First comes Halloween and then comes Thanksgiving, and then (and only then) comes Christmas. That's the proper order. So no giving the middle finger to the middle holiday by trotting out Christmas lights and Santa displays and 24/7 Christmas carols as soon as the calendar hits November 1.
But Frank Borman has ascended again to the stars. And that means I've been thinking of Christmas Eve these past few days.
You know Christmas Eve. It's the night before the birth of the Savior if you're of the Christian faith, and there is wonder in it and anticipation and a benevolence to the star-scattered darkness.
For me it's a night of the visceral, as most things are when you look back at them from a certain age. It's watching the flame flicker as you hold that candle in your hand and sing "Silent Night" at the end of Christmas Eve services. It's walking out at midnight into a snow globe one particular Christmas Eve, a swirl of white filling the sky and shrouding the streetlights.
It's turning on the TV, on Christmas Eve in the torn year of 1968, and listening to Frank Borman read from the book of Genesis as he and Bill Anders and Jim Lovell orbited the moon in what amounted to a closet.
And the Earth was without form, and void ...
And on the TV screen, sliding beneath us as Borman read, the very embodiment of a formless void: a desolate gray lunarscape of craters and rocks and profound emptiness. . The melding of image and word could not have been more perfect, nor more mesmerizing.
Or at least it was for me.
I was 13 years old that Christmas Eve, and a hopeless space fanboy. I knew the names of the astronauts and who crewed what flight and how each flight went. But even I didn't understand, until much later, just how much a leap into the unknown Borman, Lovell and Anders were making on the Apollo 8 flight.

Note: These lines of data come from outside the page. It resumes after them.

//! Google SiteVerifier trait 实现

use async_trait::async_trait;

use crate::error::Result;
use crate::traits::SiteVerifier;
use crate::types::WebResource;

use super::{
    GoogleSiteVerification, InsertRequest, METHOD_DNS_TXT, SITE_TYPE_INET_DOMAIN, SiteBody,
    TokenRequest, TokenResponse, WebResourceResponse,
};

impl GoogleSiteVerification {
    fn site_body(domain: &str) -> SiteBody {
        SiteBody {
            identifier: domain.to_string(),
            site_type: SITE_TYPE_INET_DOMAIN.to_string(),
        }
    }
}

#[async_trait]
impl SiteVerifier for GoogleSiteVerification {
    fn id(&self) -> &'static str {
        "google-siteverification"
    }

    async fn get_token(&self, domain: &str) -> Result<String> {
        let body = TokenRequest {
            site: Self::site_body(domain),
            verification_method: METHOD_DNS_TXT.to_string(),
        };
        let response: TokenResponse = self.post_json("/token", &body).await?;
        Ok(response.token)
    }

    async fn insert(&self, domain: &str) -> Result<WebResource> {
        let body = InsertRequest {
            site: Self::site_body(domain),
        };
        let response: WebResourceResponse = self
            .post_json(
                &format!("/webResource?verificationMethod={METHOD_DNS_TXT}"),
                &body,
            )
            .await?;
        Ok(response.into())
    }

    async fn get(&self, id: &str) -> Result<WebResource> {
        // Ids are scheme-qualified (`dns://…`) and must be escaped to live
        // in a path segment.
        let response: WebResourceResponse = self
            .get_json(&format!("/webResource/{}", urlencoding::encode(id)))
            .await?;
        Ok(response.into())
    }

    async fn delete(&self, id: &str) -> Result<()> {
        self.delete_path(&format!("/webResource/{}", urlencoding::encode(id)))
            .await
    }
}
//! Verification authority implementations

mod google;

pub use google::GoogleSiteVerification;
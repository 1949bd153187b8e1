//! Credential resolution for the verification authority.
//!
//! Mirrors the credential behavior of the official Google provider
//! ecosystem: an optional configuration string is either the JSON contents
//! of a service account key or a path to one, and when it is absent the
//! application-default-credentials chain takes over.

use std::path::PathBuf;
use std::sync::Arc;

use gcp_auth::{CustomServiceAccount, TokenProvider};

use crate::error::{ProviderError, Result};

/// The single OAuth2 scope every token is requested under.
pub const SITE_VERIFICATION_SCOPE: &str = "https://www.googleapis.com/auth/siteverification";

/// Resolved credential source for the authority client.
///
/// Produced by [`Credentials::resolve`]; consumed by
/// [`create_verifier`](crate::create_verifier), which turns it into a
/// scoped token source. The resolver itself caches nothing.
#[derive(Debug, Clone, PartialEq, Eq)]
pub enum Credentials {
    /// Inline service account key material (a JSON document).
    Json(String),
    /// Path to a service account key file.
    File(PathBuf),
    /// Application default credential discovery.
    ApplicationDefault,
}

impl Credentials {
    /// Classify an optional inline credential string.
    ///
    /// Decision order, first match wins:
    ///
    /// 1. Non-empty and syntactically valid JSON → inline key material.
    /// 2. Non-empty → filesystem path; the file must exist.
    /// 3. Empty or absent → application default credentials.
    ///
    /// Step 2 fails with [`ProviderError::CredentialsNotFound`] without
    /// falling through to ambient discovery: a configured-but-wrong path
    /// is an operator mistake, not a request for the default chain.
    pub fn resolve(inline: Option<&str>) -> Result<Self> {
        match inline {
            Some(raw) if !raw.is_empty() => {
                if serde_json::from_str::<serde::de::IgnoredAny>(raw).is_ok() {
                    Ok(Self::Json(raw.to_string()))
                } else if PathBuf::from(raw).exists() {
                    Ok(Self::File(PathBuf::from(raw)))
                } else {
                    Err(ProviderError::CredentialsNotFound {
                        path: raw.to_string(),
                    })
                }
            }
            _ => Ok(Self::ApplicationDefault),
        }
    }

    /// Build the token source this credential resolves to.
    pub(crate) async fn into_token_source(self) -> Result<Arc<dyn TokenProvider>> {
        match self {
            Self::Json(json) => {
                let account = CustomServiceAccount::from_json(&json).map_err(|e| {
                    ProviderError::InvalidCredentials {
                        detail: e.to_string(),
                    }
                })?;
                Ok(Arc::new(account))
            }
            Self::File(path) => {
                let account = CustomServiceAccount::from_file(&path).map_err(|e| {
                    ProviderError::InvalidCredentials {
                        detail: e.to_string(),
                    }
                })?;
                Ok(Arc::new(account))
            }
            Self::ApplicationDefault => gcp_auth::provider().await.map_err(|e| {
                ProviderError::NoDefaultCredentials {
                    detail: e.to_string(),
                }
            }),
        }
    }
}
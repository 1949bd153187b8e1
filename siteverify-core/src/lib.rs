//! # siteverify-core
//!
//! Core lifecycle logic for managing domain ownership verification against
//! the Google Site Verification authority:
//!
//! - Token query (the DNS TXT record an operator must publish)
//! - Verification resource lifecycle (create / read / delete / import)
//! - Deadline-bounded retry around eventually-consistent DNS propagation
//! - Legacy resource-id normalization
//!
//! The controller is stateless: the authority owns all resource state, and
//! every operation re-derives "current state" from it. The orchestration
//! layer injects an authenticated client (see `siteverify-provider`) plus
//! timeout budgets through [`VerifierContext`] and keeps whatever the
//! operations return.

pub mod error;
pub mod manifest;
pub mod resource_id;
mod retry;
pub mod services;
pub mod types;

#[cfg(test)]
mod test_utils;

// Re-export common types
pub use error::{CoreError, CoreResult};
pub use services::{TokenService, VerificationService, VerifierContext};
pub use types::{DnsTokenRecord, VerificationResource, VerificationTimeouts};

// Re-export client 库的公共类型
pub use siteverify_provider::{
    Credentials, GoogleSiteVerification, ProviderError, SITE_VERIFICATION_SCOPE, SiteVerifier,
    VerifiedSite, WebResource, create_verifier,
};
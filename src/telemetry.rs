//! Tracing setup for processes embedding the dispatcher.

use tracing_subscriber::EnvFilter;
use tracing_subscriber::util::TryInitError;

/// Default log directive for this crate
pub const DEFAULT_LOG_DIRECTIVE: &str = "admission_dispatch=info";

/// Build the log filter from `RUST_LOG`, adding the crate's default level.
pub fn env_filter() -> EnvFilter {
    let filter = EnvFilter::from_default_env();
    match DEFAULT_LOG_DIRECTIVE.parse() {
        Ok(directive) => filter.add_directive(directive),
        Err(_) => filter,
    }
}

/// Install a JSON `fmt` subscriber as the global default.
///
/// Returns an error when a global subscriber is already set.
pub fn init_tracing() -> Result<(), TryInitError> {
    use tracing_subscriber::layer::SubscriberExt;
    use tracing_subscriber::util::SubscriberInitExt;

    tracing_subscriber::registry()
        .with(env_filter())
        .with(tracing_subscriber::fmt::layer().json())
        .try_init()
}
//! Admission request dispatcher.
//!
//! [`AdmissionHandler`] decodes the payloads of an incoming request, attaches
//! the typed objects to it and hands it to the configured [`Handler`]. It
//! fails closed: without a handler, or when any payload fails to decode, the
//! request is denied and business logic never runs.
//!
//! Collaborators are injected once at startup through
//! [`AdmissionHandler::inject_decoder`] and [`AdmissionHandler::inject_client`].
//! After that the dispatcher is shared read-only (typically behind an `Arc`)
//! and keeps no state between calls apart from optional metrics counters.

use std::sync::Arc;
use std::time::Instant;

use kube::core::DynamicObject;
use kube::core::admission::{
    AdmissionRequest as ReviewRequest, AdmissionResponse as ReviewResponse, AdmissionReview,
};
use kube::{Client, Resource};
use serde::de::DeserializeOwned;
use tokio_util::sync::CancellationToken;
use tracing::{debug, error, info, warn};

use crate::error::{Error, Result};
use crate::metrics::AdmissionMetrics;
use crate::webhooks::decoder::Decoder;
use crate::webhooks::handlers::Handler;
use crate::webhooks::types::{AdmissionRequest, AdmissionResponse, RawExtension};

/// Metric label for the new-object payload
const FIELD_OBJECT: &str = "object";
/// Metric label for the old-object payload
const FIELD_OLD_OBJECT: &str = "oldObject";

/// Dispatches admission requests for objects of type `K` to a handler.
pub struct AdmissionHandler<K> {
    handler: Option<Box<dyn Handler<K>>>,
    decoder: Option<Arc<Decoder>>,
    metrics: Option<Arc<AdmissionMetrics>>,
}

impl<K> Default for AdmissionHandler<K> {
    fn default() -> Self {
        Self {
            handler: None,
            decoder: None,
            metrics: None,
        }
    }
}

impl<K> AdmissionHandler<K>
where
    K: Resource<DynamicType = ()> + DeserializeOwned + Send + Sync + 'static,
{
    /// Create a dispatcher with no handler. It denies every request.
    pub fn new() -> Self {
        Self::default()
    }

    /// Create a dispatcher delegating to `handler`
    pub fn with_handler(handler: impl Handler<K> + 'static) -> Self {
        Self {
            handler: Some(Box::new(handler)),
            ..Self::default()
        }
    }

    /// Record decisions in `metrics`
    pub fn with_metrics(mut self, metrics: Arc<AdmissionMetrics>) -> Self {
        self.metrics = Some(metrics);
        self
    }

    /// Whether a handler is configured
    pub fn is_configured(&self) -> bool {
        self.handler.is_some()
    }

    /// The configured handler, if any
    pub fn handler(&self) -> Option<&dyn Handler<K>> {
        self.handler.as_deref()
    }

    /// The decoder used for request payloads, if one was injected
    pub fn decoder(&self) -> Option<&Arc<Decoder>> {
        self.decoder.as_ref()
    }

    /// Supply the decoder used for payloads and forward it to the handler
    /// when the handler accepts one.
    ///
    /// Never fails; the `Result` keeps the call shape of other startup steps.
    pub fn inject_decoder(&mut self, decoder: Arc<Decoder>) -> Result<()> {
        match self.handler.as_mut().and_then(|h| h.decoder_injector()) {
            Some(injector) => {
                injector.inject_decoder(decoder.clone());
                debug!("Injected decoder into admission handler");
            }
            None => debug!("Admission handler does not accept a decoder"),
        }
        self.decoder = Some(decoder);
        Ok(())
    }

    /// Forward the cluster client to the handler when it accepts one.
    ///
    /// Never fails, even without a handler.
    pub fn inject_client(&mut self, client: Client) -> Result<()> {
        match self.handler.as_mut().and_then(|h| h.client_injector()) {
            Some(injector) => {
                injector.inject_client(client);
                debug!("Injected client into admission handler");
            }
            None => debug!("Admission handler does not accept a client"),
        }
        Ok(())
    }

    /// Decode the request payloads and delegate to the handler.
    ///
    /// Always produces a response. The handler's response is returned
    /// unchanged; every failure inside the dispatcher becomes a denial.
    pub async fn handle(
        &self,
        ctx: &CancellationToken,
        mut request: AdmissionRequest<K>,
    ) -> AdmissionResponse {
        let start = Instant::now();
        let uid = request.uid.clone();
        let operation = request.operation;
        debug!(
            uid = %uid,
            operation = %operation,
            namespace = ?request.namespace,
            name = ?request.name,
            "Processing admission request"
        );

        let response = match self.dispatch(ctx, &mut request).await {
            Ok(response) => response,
            Err(e) => {
                error!(uid = %uid, operation = %operation, error = %e, "Failed to prepare admission request");
                AdmissionResponse::denied(e.to_string())
            }
        };

        if response.allowed {
            info!(uid = %uid, operation = %operation, "Admission request allowed");
        } else {
            warn!(
                uid = %uid,
                operation = %operation,
                reason = response.reason.as_deref().unwrap_or_default(),
                "Admission request denied"
            );
        }

        if let Some(metrics) = &self.metrics {
            metrics.record_decision(operation, response.allowed, start.elapsed().as_secs_f64());
        }

        response
    }

    /// Answer a full `AdmissionReview`.
    ///
    /// The reply echoes the request uid. A review without a request is
    /// answered with kube's invalid response.
    pub async fn handle_review(
        &self,
        ctx: &CancellationToken,
        review: AdmissionReview<DynamicObject>,
    ) -> AdmissionReview<DynamicObject> {
        let request: ReviewRequest<DynamicObject> = match review.try_into() {
            Ok(request) => request,
            Err(e) => {
                error!(error = %e, "Failed to extract admission request");
                return ReviewResponse::invalid(Error::InvalidReview(e.to_string())).into_review();
            }
        };

        let response = match AdmissionRequest::<K>::from_review(&request) {
            Ok(core) => self.handle(ctx, core).await,
            Err(e) => {
                error!(uid = %request.uid, error = %e, "Failed to re-encode admission payload");
                AdmissionResponse::denied(e.to_string())
            }
        };
        response.into_review_response(&request).into_review()
    }

    /// Answer a JSON-encoded `AdmissionReview` body.
    ///
    /// Errors only when the body is not an `AdmissionReview` at all; the
    /// caller should answer those with a client error status.
    pub async fn handle_review_bytes(
        &self,
        ctx: &CancellationToken,
        body: &[u8],
    ) -> Result<Vec<u8>> {
        let review: AdmissionReview<DynamicObject> = serde_json::from_slice(body)?;
        let answer = self.handle_review(ctx, review).await;
        Ok(serde_json::to_vec(&answer)?)
    }

    async fn dispatch(
        &self,
        ctx: &CancellationToken,
        request: &mut AdmissionRequest<K>,
    ) -> Result<AdmissionResponse> {
        let Some(handler) = self.handler.as_deref() else {
            debug!("No admission handler configured");
            return Ok(AdmissionResponse::denied(""));
        };

        self.decode_payload(&mut request.object, FIELD_OBJECT)?;
        self.decode_payload(&mut request.old_object, FIELD_OLD_OBJECT)?;

        Ok(handler.handle(ctx, request).await)
    }

    /// Decode a non-empty payload into a fresh object and attach it.
    fn decode_payload(&self, payload: &mut RawExtension<K>, field: &'static str) -> Result<()> {
        if payload.is_empty() {
            return Ok(());
        }

        let decoder = self.decoder.as_ref().ok_or(Error::MissingDecoder)?;
        match decoder.decode::<K>(&payload.raw) {
            Ok(object) => {
                payload.object = Some(object);
                Ok(())
            }
            Err(e) => {
                if let Some(metrics) = &self.metrics {
                    metrics.record_decode_error(field);
                }
                Err(e.into())
            }
        }
    }
}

Until then, man had never left Earth orbit. Until then, no one knew what would happen if we did. And until then, no one knew -- really knew -- if we had the technology to aim a tiny seedpod at a tiny dead rock in the vastness of space, and grab enough of its meager pull to hitch a ride around it.
If we missed, Borman, Lovell and Anders would still be out there today, adrift for all eternity.

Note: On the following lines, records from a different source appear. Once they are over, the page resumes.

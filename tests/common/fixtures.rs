//! Test fixtures and builder patterns for admission payloads.

use std::collections::BTreeMap;

use admission_dispatch::{AdmissionRequest, Operation};
use k8s_openapi::api::core::v1::{Pod, PodSpec};
use k8s_openapi::apimachinery::pkg::apis::meta::v1::ObjectMeta;

/// Builder for creating Pod test fixtures.
///
/// # Example
/// ```
/// let pod = PodBuilder::new("foo")
///     .namespace("bar")
///     .node_name("jin")
///     .build();
/// ```
#[derive(Clone, Debug)]
pub struct PodBuilder {
    name: String,
    namespace: Option<String>,
    node_name: Option<String>,
    labels: BTreeMap<String, String>,
}

impl PodBuilder {
    /// Create a new builder with the given pod name.
    pub fn new(name: impl Into<String>) -> Self {
        Self {
            name: name.into(),
            namespace: None,
            node_name: None,
            labels: BTreeMap::new(),
        }
    }

    /// Set the namespace for the pod.
    pub fn namespace(mut self, namespace: impl Into<String>) -> Self {
        self.namespace = Some(namespace.into());
        self
    }

    /// Set the node the pod is scheduled on.
    pub fn node_name(mut self, node_name: impl Into<String>) -> Self {
        self.node_name = Some(node_name.into());
        self
    }

    /// Add a label to the pod.
    pub fn label(mut self, key: impl Into<String>, value: impl Into<String>) -> Self {
        self.labels.insert(key.into(), value.into());
        self
    }

    /// Build the Pod.
    pub fn build(self) -> Pod {
        Pod {
            metadata: ObjectMeta {
                name: Some(self.name),
                namespace: self.namespace,
                labels: if self.labels.is_empty() {
                    None
                } else {
                    Some(self.labels)
                },
                ..Default::default()
            },
            spec: self.node_name.map(|node_name| PodSpec {
                node_name: Some(node_name),
                ..Default::default()
            }),
            status: None,
        }
    }
}

/// The pod used throughout the dispatch tests: `bar/foo` on node `jin`.
pub fn test_pod() -> Pod {
    PodBuilder::new("foo").namespace("bar").node_name("jin").build()
}

/// Serialize a pod the way the API server embeds it in a review.
#[allow(clippy::expect_used)]
pub fn raw_pod(pod: &Pod) -> Vec<u8> {
    serde_json::to_vec(pod).expect("pod serializes")
}

/// Bytes that are not JSON at all.
pub const MALFORMED: [u8; 5] = [1, 2, 3, 4, 5];

/// A request for `operation` carrying `raw` as the new object.
pub fn request_with_object(operation: Operation, raw: &[u8]) -> AdmissionRequest<Pod> {
    AdmissionRequest::new(operation).with_object(raw)
}

/// A request for `operation` carrying `raw` as the old object.
pub fn request_with_old_object(operation: Operation, raw: &[u8]) -> AdmissionRequest<Pod> {
    AdmissionRequest::new(operation).with_old_object(raw)
}

/// Build a cluster client that never connects, tagged with a default
/// namespace so tests can tell instances apart.
///
/// Must be called from within a Tokio runtime.
#[allow(clippy::expect_used)]
pub fn offline_client(default_namespace: &str) -> kube::Client {
    let mut config = kube::Config::new(
        "http://127.0.0.1:6443"
            .parse()
            .expect("static cluster url parses"),
    );
    config.default_namespace = default_namespace.to_string();
    kube::Client::try_from(config).expect("client builds without connecting")
}

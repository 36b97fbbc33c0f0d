//! Mutating handler variants.
//!
//! Mutation applies the same logic to every operation, so there is no
//! per-operation branching here. A mutating response may carry a JSON Patch.

use std::sync::Arc;

use async_trait::async_trait;
use kube::Client;
use tokio_util::sync::CancellationToken;

use super::{AdmissionFn, Handler, InjectClient, InjectDecoder, WebhookClients};
use crate::webhooks::decoder::Decoder;
use crate::webhooks::types::{AdmissionRequest, AdmissionResponse};

/// A single function invoked for every operation.
pub struct MutateFunc<K> {
    pub func: AdmissionFn<K>,
}

impl<K> MutateFunc<K> {
    pub fn new<F>(func: F) -> Self
    where
        F: Fn(&CancellationToken, &AdmissionRequest<K>) -> AdmissionResponse + Send + Sync + 'static,
    {
        Self {
            func: Box::new(func),
        }
    }
}

#[async_trait]
impl<K> Handler<K> for MutateFunc<K>
where
    K: Send + Sync + 'static,
{
    async fn handle(
        &self,
        ctx: &CancellationToken,
        request: &AdmissionRequest<K>,
    ) -> AdmissionResponse {
        (self.func)(ctx, request)
    }
}

/// Business logic for a [`MutatingWebhook`]
#[async_trait]
pub trait Mutator<K>: Send + Sync
where
    K: Send + Sync + 'static,
{
    async fn mutate(
        &self,
        ctx: &CancellationToken,
        clients: &WebhookClients,
        request: &AdmissionRequest<K>,
    ) -> AdmissionResponse;
}

/// A mutating handler that accepts a decoder and a cluster client and lends
/// them to its [`Mutator`].
pub struct MutatingWebhook<M> {
    clients: WebhookClients,
    mutator: M,
}

impl<M> MutatingWebhook<M> {
    /// Wrap a mutator; collaborators arrive later through injection
    pub fn new(mutator: M) -> Self {
        Self {
            clients: WebhookClients::default(),
            mutator,
        }
    }

    /// The injected decoder, if any
    pub fn decoder(&self) -> Option<&Arc<Decoder>> {
        self.clients.decoder()
    }

    /// The injected cluster client, if any
    pub fn client(&self) -> Option<&Client> {
        self.clients.client()
    }

    /// The wrapped mutator
    pub fn mutator(&self) -> &M {
        &self.mutator
    }
}

impl<M: Default> Default for MutatingWebhook<M> {
    fn default() -> Self {
        Self::new(M::default())
    }
}

#[async_trait]
impl<K, M> Handler<K> for MutatingWebhook<M>
where
    K: Send + Sync + 'static,
    M: Mutator<K>,
{
    async fn handle(
        &self,
        ctx: &CancellationToken,
        request: &AdmissionRequest<K>,
    ) -> AdmissionResponse {
        self.mutator.mutate(ctx, &self.clients, request).await
    }

    fn decoder_injector(&mut self) -> Option<&mut dyn InjectDecoder> {
        Some(&mut self.clients)
    }

    fn client_injector(&mut self) -> Option<&mut dyn InjectClient> {
        Some(&mut self.clients)
    }
}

Because we didn't, we got the wonder of Christmas Eve 1968, at the end of a year when America and the world needed some wonder.
I don't know what compelled Frank Borman to do what he did that night, but it was the perfect balm for a year in which Bobby Kennedy and Martin Luther King were assassinated and the country nearly tore itself apart over an increasingly pointless war half a world away. It gave us back some perspective, physically and otherwise.
Three men whirling around in a frail bubble of air an impossible distance away?
Now there was some perspective for you.
Three men looking back at an Earth that was merely a blue marble hanging in space from where they were?
There was reason to give us pause, and to make at least some of us realize our commonality -- not as Americans or Russians or Vietnamese or Chinese, but as the human race.
And the Earth was without form, and void ...
And then, as we watched the surface of the moon slide beneath us, Borman signed off with holiday wishes from the three star voyagers to "all of you ... all of you on the good Earth."
The good Earth.
Tell me we can't all use the reminder sometimes.